Krieger's embedding theorem for $\mathbb{Z}$ mixing shifts for finite type (SFTs) is extended to the $\mathbb{Z}^2$ case. We prove that if X is a non-periodic subshift ($\sigma^vx=x\Rightarrow v=0\in\mathbb{Z}^2$) and Y is a $\mathbb{Z}^2$ square-filling mixing SFT, then there exists a homomorphism $X\to Y$. The proof is a construction which begins by constructing Voronoi tilings using techniques from Part I (S. Lightwood. Morphisms from non-periodic $\mathbb{Z}^2$ subshifts I: constructing embeddings from homomorphisms. Ergod. Th. & Dynam. Sys.23 (2003), 587–609.). A tiling by Delaunay polygons is derived from Voronoi tiling. The union of the boundaries of the Delaunay polygons (referred to as the Delaunay graph) is itself tiled by trees. Words painted on the thickened trees combine to form words on the thickened infinite Delaunay graph. It is the point and sole purpose of square-filling that words on such thickened infinite graphs will correspond to points in the target space.

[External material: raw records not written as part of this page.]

//! Ollama generation client.
//!
//! Speaks the non-streaming `/api/generate` protocol:
//!
//! - request:  `{ "model", "prompt", "stream": false, "options": { "temperature" } }`
//! - response: `{ "response", "eval_count", "prompt_eval_count", ... }`
//!
//! `token_count` is `eval_count + prompt_eval_count`. Counts missing from the
//! payload (Ollama omits `prompt_eval_count` when the prompt is cached) are
//! treated as zero.

use super::{validate_base_url, Generation, Generator};
use crate::config::GenerationSettings;
use crate::error::{KneeRagError, Result};
use async_trait::async_trait;
use serde::{Deserialize, Serialize};
use std::time::{Duration, Instant};
use tracing::{debug, instrument};

/// Client for a local Ollama server.
pub struct OllamaGenerator {
    client: reqwest::Client,
    model: String,
    url_generate: String,
    url_tags: String,
}

impl OllamaGenerator {
    /// Create a client for `base_url` with a bounded request timeout.
    ///
    /// # Errors
    /// - [`KneeRagError::Config`] if `base_url` is not an http(s) URL
    /// - [`KneeRagError::Http`] if the HTTP client cannot be built
    pub fn new(base_url: &str, model: &str, timeout: Duration) -> Result<Self> {
        let base = validate_base_url(base_url)?;
        let client = reqwest::Client::builder().timeout(timeout).build()?;

        Ok(Self {
            client,
            model: model.to_string(),
            url_generate: format!("{}/api/generate", base),
            url_tags: format!("{}/api/tags", base),
        })
    }

    /// Create a client from generation settings.
    pub fn from_settings(settings: &GenerationSettings) -> Result<Self> {
        Self::new(
            &settings.base_url,
            &settings.model,
            Duration::from_secs(settings.timeout_secs),
        )
    }

    /// Check that the server answers and list its installed models.
    #[instrument(skip_all)]
    pub async fn health(&self) -> Result<Vec<String>> {
        let resp = self
            .client
            .get(&self.url_tags)
            .send()
            .await
            .map_err(|e| KneeRagError::generation(format!("GET {} failed: {}", self.url_tags, e)))?;

        let status = resp.status();
        if !status.is_success() {
            return Err(KneeRagError::GenerationFailure {
                message: format!("GET {} returned {}", self.url_tags, status),
                status: Some(status.as_u16()),
            });
        }

        let tags: TagsResponse = resp
            .json()
            .await
            .map_err(|e| KneeRagError::generation(format!("failed to decode model list: {}", e)))?;
        Ok(tags.models.into_iter().map(|m| m.name).collect())
    }
}

#[async_trait]
impl Generator for OllamaGenerator {
    #[instrument(skip(self, prompt), fields(model = %self.model, prompt_len = prompt.len()))]
    async fn generate(&self, prompt: &str, temperature: f32) -> Result<Generation> {
        let body = GenerateRequest {
            model: &self.model,
            prompt,
            stream: false,
            options: GenerateOptions { temperature },
        };

        debug!("POST {}", self.url_generate);
        let started = Instant::now();

        let resp = self
            .client
            .post(&self.url_generate)
            .json(&body)
            .send()
            .await
            .map_err(|e| {
                let cause = if e.is_timeout() { "request timed out" } else { "transport error" };
                KneeRagError::generation(format!("{} calling {}: {}", cause, self.url_generate, e))
            })?;

        let status = resp.status();
        if !status.is_success() {
            let text = resp.text().await.unwrap_or_default();
            let snippet = text.chars().take(240).collect::<String>();
            return Err(KneeRagError::GenerationFailure {
                message: format!("unexpected status from {}: {}", self.url_generate, snippet),
                status: Some(status.as_u16()),
            });
        }

        let mut payload: serde_json::Value = resp.json().await.map_err(|e| {
            KneeRagError::generation(format!("failed to decode response: {}; ensure `stream=false` is used", e))
        })?;
        let latency_seconds = started.elapsed().as_secs_f64();

        let parsed: GenerateResponse = serde_json::from_value(payload.clone())
            .map_err(|e| KneeRagError::generation(format!("malformed generate payload: {}", e)))?;

        if let Some(obj) = payload.as_object_mut() {
            obj.remove("response");
        }

        let token_count = parsed.eval_count + parsed.prompt_eval_count;
        debug!(
            eval_count = parsed.eval_count,
            prompt_eval_count = parsed.prompt_eval_count,
            "generation finished in {:.2}s",
            latency_seconds
        );

        Ok(Generation {
            text: parsed.response,
            latency_seconds,
            token_count,
            raw: payload,
        })
    }

    fn model(&self) -> &str {
        &self.model
    }
}

/// Request body for `/api/generate` (non-streaming).
#[derive(Debug, Serialize)]
struct GenerateRequest<'a> {
    model: &'a str,
    prompt: &'a str,
    stream: bool,
    options: GenerateOptions,
}

#[derive(Debug, Serialize)]
struct GenerateOptions {
    temperature: f32,
}

#[derive(Debug, Deserialize)]
struct GenerateResponse {
    response: String,
    #[serde(default)]
    eval_count: u64,
    #[serde(default)]
    prompt_eval_count: u64,
}

#[derive(Debug, Deserialize)]
struct TagsResponse {
    #[serde(default)]
    models: Vec<TagModel>,
}

#[derive(Debug, Deserialize)]
struct TagModel {
    name: String,
}

#[cfg(test)]
mod tests {
    use super::*;
    use axum::{
        http::StatusCode,
        routing::{get, post},
        Json, Router,
    };
    use serde_json::{json, Value};
    use std::sync::{Arc, Mutex};

    async fn serve(app: Router) -> String {
        let listener = tokio::net::TcpListener::bind("127.0.0.1:0").await.unwrap();
        let addr = listener.local_addr().unwrap();
        tokio::spawn(async move {
            axum::serve(listener, app).await.unwrap();
        });
        format!("http://{}", addr)
    }

    #[tokio::test]
    async fn test_generate_sends_schema_and_sums_tokens() {
        let seen: Arc<Mutex<Option<Value>>> = Arc::new(Mutex::new(None));
        let seen_in_handler = seen.clone();

        let app = Router::new().route(
            "/api/generate",
            post(move |Json(body): Json<Value>| {
                let seen = seen_in_handler.clone();
                async move {
                    *seen.lock().unwrap() = Some(body);
                    Json(json!({
                        "model": "llama3.1:8b",
                        "response": "Criteria include...",
                        "done": true,
                        "eval_count": 40,
                        "prompt_eval_count": 200
                    }))
                }
            }),
        );
        let base = serve(app).await;

        let generator = OllamaGenerator::new(&base, "llama3.1:8b", Duration::from_secs(5)).unwrap();
        let out = generator.generate("prompt text", 0.3).await.unwrap();

        assert_eq!(out.text, "Criteria include...");
        assert_eq!(out.token_count, 240);
        assert!(out.latency_seconds >= 0.0);
        assert_eq!(out.raw["done"], true);
        assert!(out.raw.get("response").is_none());

        let body = seen.lock().unwrap().clone().unwrap();
        assert_eq!(body["model"], "llama3.1:8b");
        assert_eq!(body["prompt"], "prompt text");
        assert_eq!(body["stream"], false);
        assert!((body["options"]["temperature"].as_f64().unwrap() - 0.3).abs() < 1e-6);
    }

    #[tokio::test]
    async fn test_missing_counts_default_to_zero() {
        let app = Router::new().route(
            "/api/generate",
            post(|| async { Json(json!({ "response": "ok", "eval_count": 12 })) }),
        );
        let base = serve(app).await;

        let generator = OllamaGenerator::new(&base, "m", Duration::from_secs(5)).unwrap();
        assert_eq!(generator.generate("p", 0.0).await.unwrap().token_count, 12);
    }

    #[tokio::test]
    async fn test_http_500_is_generation_failure_with_status() {
        let app = Router::new().route(
            "/api/generate",
            post(|| async { (StatusCode::INTERNAL_SERVER_ERROR, "model crashed") }),
        );
        let base = serve(app).await;

        let generator = OllamaGenerator::new(&base, "m", Duration::from_secs(5)).unwrap();
        match generator.generate("p", 0.0).await {
            Err(KneeRagError::GenerationFailure { status, message }) => {
                assert_eq!(status, Some(500));
                assert!(message.contains("model crashed"));
            }
            other => panic!("expected GenerationFailure, got {:?}", other.map(|g| g.text)),
        }
    }

    #[tokio::test]
    async fn test_malformed_payload_is_generation_failure() {
        let app = Router::new().route(
            "/api/generate",
            post(|| async { Json(json!({ "unexpected": true })) }),
        );
        let base = serve(app).await;

        let generator = OllamaGenerator::new(&base, "m", Duration::from_secs(5)).unwrap();
        let err = generator.generate("p", 0.0).await.unwrap_err();
        assert!(matches!(err, KneeRagError::GenerationFailure { status: None, .. }));
    }

    #[tokio::test]
    async fn test_timeout_is_generation_failure() {
        let app = Router::new().route(
            "/api/generate",
            post(|| async {
                tokio::time::sleep(Duration::from_secs(5)).await;
                Json(json!({ "response": "too late" }))
            }),
        );
        let base = serve(app).await;

        let generator = OllamaGenerator::new(&base, "m", Duration::from_millis(200)).unwrap();
        let err = generator.generate("p", 0.0).await.unwrap_err();
        assert!(matches!(err, KneeRagError::GenerationFailure { status: None, .. }));
        assert!(err.to_string().contains("timed out"));
    }

    #[tokio::test]
    async fn test_unreachable_backend_is_generation_failure() {
        // Bind then drop to get a port nobody listens on.
        let listener = tokio::net::TcpListener::bind("127.0.0.1:0").await.unwrap();
        let addr = listener.local_addr().unwrap();
        drop(listener);

        let generator =
            OllamaGenerator::new(&format!("http://{}", addr), "m", Duration::from_secs(2)).unwrap();
        let err = generator.generate("p", 0.0).await.unwrap_err();
        assert!(matches!(err, KneeRagError::GenerationFailure { .. }));
    }

    #[tokio::test]
    async fn test_health_lists_models() {
        let app = Router::new().route(
            "/api/tags",
            get(|| async {
                Json(json!({ "models": [{ "name": "llama3.1:8b" }, { "name": "nomic-embed-text:latest" }] }))
            }),
        );
        let base = serve(app).await;

        let generator = OllamaGenerator::new(&base, "m", Duration::from_secs(5)).unwrap();
        let models = generator.health().await.unwrap();
        assert_eq!(models, vec!["llama3.1:8b", "nomic-embed-text:latest"]);
    }
}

Combined with the results from Part I, this gives us the $\mathbb{Z}^2$ extension of Krieger's Embedding Theorem: if X is a non-periodic subshift and Y is a $\mathbb{Z}^2$ square-filling mixing SFT, then there exists an embedding $X\hookrightarrow Y$ if and only if $h(X)<h(Y)$, where h denotes the $\mathbb{Z}^2$ entropy. The techniques developed here play a central role in the proof of an embedding theorem for general $\mathbb{Z}^2$ subshifts into square-filling mixing SFTs which will be carried out in a subsequent paper.